Con questo spirito e trascinati dalla commistione vincente di rinnovato orgoglio per il proprio passato e di entusiasmo delle nuove generazioni (molti i bambini “scritturati” che, dato il grande numero, si sono susseguiti a rotazione nelle varie repliche), finalmente i protagonisti possono tornare ad essere attori sopra il palco, a calcare quel palcoscenico che aveva perso le sue fondamenta, ritrovate grazie alla collaborazione tra nuovi e vecchi in quell’accettone che ancora oggi, come in passato, è riuscito ad unire i membri di una comunità (“non sei tu che lo prendi ma io che te lo do”) e non solo a distruggere.

Come ogni anno la gente di Monticchiello non ha deluso le aspettative di un pubblico che si è saputa conquistare anno dopo anno grazie alla propria spontaneità e ad un impegno che per molti si rinnova estate dopo estate.

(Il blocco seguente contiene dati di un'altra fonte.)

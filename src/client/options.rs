//! Transport tuning options and credentials.
//!
//! [`TransportOptions`] collects every timing knob the dispatch task
//! consults; [`Credentials`] carries what the dial URL needs to
//! authenticate. Both are normally populated through
//! [`ChatClientBuilder`](crate::client::ChatClientBuilder) rather than
//! constructed directly.
//!
//! # Example
//!
//! ```
//! use std::time::Duration;
//! use chat_transport::TransportOptions;
//!
//! let options = TransportOptions {
//!     connect_timeout: Duration::from_secs(5),
//!     ..Default::default()
//! };
//! assert!(options.validate().is_ok());
//! ```

// ============================================================================
// Imports
// ============================================================================

use std::time::Duration;

use url::Url;

use crate::error::{Error, Result};
use crate::identifiers::DeviceToken;
use crate::transport::BackoffConfig;

// ============================================================================
// TransportOptions
// ============================================================================

/// Timing and retry configuration for the chat transport.
///
/// The defaults suit a dashboard talking to a nearby backend; raise the
/// timeouts for high-latency links.
#[derive(Debug, Clone)]
pub struct TransportOptions {
    /// Time allowed for the WebSocket handshake to complete.
    pub connect_timeout: Duration,

    /// Interval between outbound heartbeat pings.
    pub heartbeat_interval: Duration,

    /// Time allowed for the backend health probe after an unexpected close.
    pub probe_timeout: Duration,

    /// How long to wait for a readiness acknowledgement before assuming
    /// the session is ready. Only consulted when [`implicit_ready`] is set.
    ///
    /// [`implicit_ready`]: TransportOptions::implicit_ready
    pub ready_grace: Duration,

    /// Whether to assume readiness after [`ready_grace`] elapses without a
    /// server acknowledgement. When disabled, queued messages are held
    /// until the server acknowledges.
    ///
    /// [`ready_grace`]: TransportOptions::ready_grace
    pub implicit_ready: bool,

    /// Consecutive failed reconnect attempts tolerated before the client
    /// gives up and latches the failed state.
    pub max_reconnect_attempts: u32,

    /// Backoff schedule walked between reconnect attempts.
    pub backoff: BackoffConfig,
}

impl Default for TransportOptions {
    fn default() -> Self {
        Self {
            connect_timeout: Duration::from_secs(10),
            heartbeat_interval: Duration::from_secs(30),
            probe_timeout: Duration::from_secs(3),
            ready_grace: Duration::from_millis(200),
            implicit_ready: true,
            max_reconnect_attempts: 5,
            backoff: BackoffConfig::default(),
        }
    }
}

impl TransportOptions {
    /// Creates options with default settings.
    #[inline]
    #[must_use]
    pub fn new() -> Self {
        Self::default()
    }

    /// Validates the configuration.
    ///
    /// # Errors
    ///
    /// Returns [`Error::Config`] naming the first offending field.
    pub fn validate(&self) -> Result<()> {
        if self.connect_timeout.is_zero() {
            return Err(Error::config("connect_timeout must be greater than zero"));
        }
        if self.heartbeat_interval.is_zero() {
            return Err(Error::config(
                "heartbeat_interval must be greater than zero",
            ));
        }
        if self.probe_timeout.is_zero() {
            return Err(Error::config("probe_timeout must be greater than zero"));
        }

        let backoff = &self.backoff;
        if backoff.base_delay.is_zero() || backoff.restart_base_delay.is_zero() {
            return Err(Error::config("backoff delays must be greater than zero"));
        }
        if backoff.max_delay < backoff.base_delay || backoff.max_delay < backoff.restart_base_delay
        {
            return Err(Error::config("backoff max_delay must not undercut the base delays"));
        }
        if backoff.multiplier < 1.0 || backoff.restart_multiplier < 1.0 {
            return Err(Error::config("backoff multipliers must be at least 1.0"));
        }
        if !(0.0..=1.0).contains(&backoff.jitter_factor) {
            return Err(Error::config("jitter_factor must be within 0.0..=1.0"));
        }

        Ok(())
    }
}

// ============================================================================
// Credentials
// ============================================================================

/// Authentication material carried in the dial URL.
#[derive(Debug, Clone)]
pub struct Credentials {
    /// Bearer token identifying the user session.
    pub token: String,

    /// Optional per-device token for online-duration accounting.
    pub device_token: Option<DeviceToken>,
}

// ============================================================================
// URL Helpers
// ============================================================================

/// Parses and canonicalizes a backend base URL.
///
/// Accepts `http`, `https`, `ws`, and `wss` schemes; the WebSocket schemes
/// are folded into their HTTP equivalents so the same base serves both the
/// chat endpoint and the health probe.
pub(crate) fn normalize_base_url(raw: &str) -> Result<Url> {
    let mut url = Url::parse(raw)
        .map_err(|err| Error::config(format!("invalid base URL {raw:?}: {err}")))?;

    let scheme = match url.scheme() {
        "http" | "https" => None,
        "ws" => Some("http"),
        "wss" => Some("https"),
        other => {
            return Err(Error::config(format!(
                "unsupported base URL scheme {other:?}; expected http(s) or ws(s)"
            )));
        }
    };
    if let Some(scheme) = scheme {
        // Infallible: both sides are special schemes.
        let _ = url.set_scheme(scheme);
    }

    if url.host_str().is_none() {
        return Err(Error::config(format!("base URL {raw:?} has no host")));
    }

    Ok(url)
}

/// Derives the WebSocket chat endpoint from a canonical base URL.
pub(crate) fn ws_endpoint(base: &Url) -> Result<Url> {
    let mut url = base.clone();
    let scheme = match url.scheme() {
        "https" | "wss" => "wss",
        _ => "ws",
    };
    let _ = url.set_scheme(scheme);

    url.path_segments_mut()
        .map_err(|()| Error::config("base URL cannot carry a path"))?
        .pop_if_empty()
        .extend(["ws", "chat"]);

    Ok(url)
}

// ============================================================================
// Tests
// ============================================================================

#[cfg(test)]
mod tests {
    use super::*;

    #[test]
    fn test_defaults_validate() {
        assert!(TransportOptions::default().validate().is_ok());
        assert!(TransportOptions::new().validate().is_ok());
    }

    #[test]
    fn test_zero_timeout_rejected() {
        let options = TransportOptions {
            connect_timeout: Duration::ZERO,
            ..Default::default()
        };
        let err = options.validate().unwrap_err();
        assert!(err.to_string().contains("connect_timeout"));
    }

    #[test]
    fn test_zero_heartbeat_rejected() {
        let options = TransportOptions {
            heartbeat_interval: Duration::ZERO,
            ..Default::default()
        };
        assert!(options.validate().is_err());
    }

    #[test]
    fn test_backoff_bounds_checked() {
        let mut options = TransportOptions::default();
        options.backoff.max_delay = Duration::from_millis(1);
        assert!(options.validate().is_err());

        let mut options = TransportOptions::default();
        options.backoff.jitter_factor = 1.5;
        assert!(options.validate().is_err());

        let mut options = TransportOptions::default();
        options.backoff.multiplier = 0.5;
        assert!(options.validate().is_err());
    }

    #[test]
    fn test_normalize_accepts_http_schemes() {
        let url = normalize_base_url("http://chat.example.com").expect("http");
        assert_eq!(url.scheme(), "http");

        let url = normalize_base_url("https://chat.example.com/api").expect("https");
        assert_eq!(url.scheme(), "https");
        assert_eq!(url.path(), "/api");
    }

    #[test]
    fn test_normalize_folds_ws_schemes() {
        let url = normalize_base_url("ws://chat.example.com").expect("ws");
        assert_eq!(url.scheme(), "http");

        let url = normalize_base_url("wss://chat.example.com").expect("wss");
        assert_eq!(url.scheme(), "https");
    }

    #[test]
    fn test_normalize_rejects_other_schemes() {
        assert!(normalize_base_url("ftp://chat.example.com").is_err());
        assert!(normalize_base_url("not a url").is_err());
    }

    #[test]
    fn test_ws_endpoint_paths() {
        let base = normalize_base_url("http://chat.example.com").expect("base");
        let endpoint = ws_endpoint(&base).expect("endpoint");
        assert_eq!(endpoint.as_str(), "ws://chat.example.com/ws/chat");

        let base = normalize_base_url("https://chat.example.com/api/").expect("base");
        let endpoint = ws_endpoint(&base).expect("endpoint");
        assert_eq!(endpoint.as_str(), "wss://chat.example.com/api/ws/chat");
    }
}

E particolarmente apprezzabile è stata la serietà con cui nella replica cui abbiamo assistito gli attori hanno affrontato la lunga interruzione a metà spettacolo dovuta ad un incidente in platea, fortunatamente finito bene. Pur fatta di un vocabolario più italiano e meno toscano, la recitazione non è rimasta priva di un dialetto che nelle sue sonorità tradisce la sua natura letteralmente terrena come se le parole fossero uscite da quei solchi nella terra dura che molti dei protagonisti tante volte hanno scavato. E così le pene che nascono e che affliggono il cuore non possono che “aggomicciolarsi” intorno ad esso imprigionandolo in un bisogno di estremo realismo che spesso impedisce di alzare lo sguardo e portarlo oltre. Stavolta gli attori, obbligati dalla loro posizione ai piedi del palco, hanno dovuto recitare da una diversa prospettiva e comunque sono riusciti a dimostrare un invidiabile ed inestimabile spirito di comunità nella contemporaneità degli egoismi social.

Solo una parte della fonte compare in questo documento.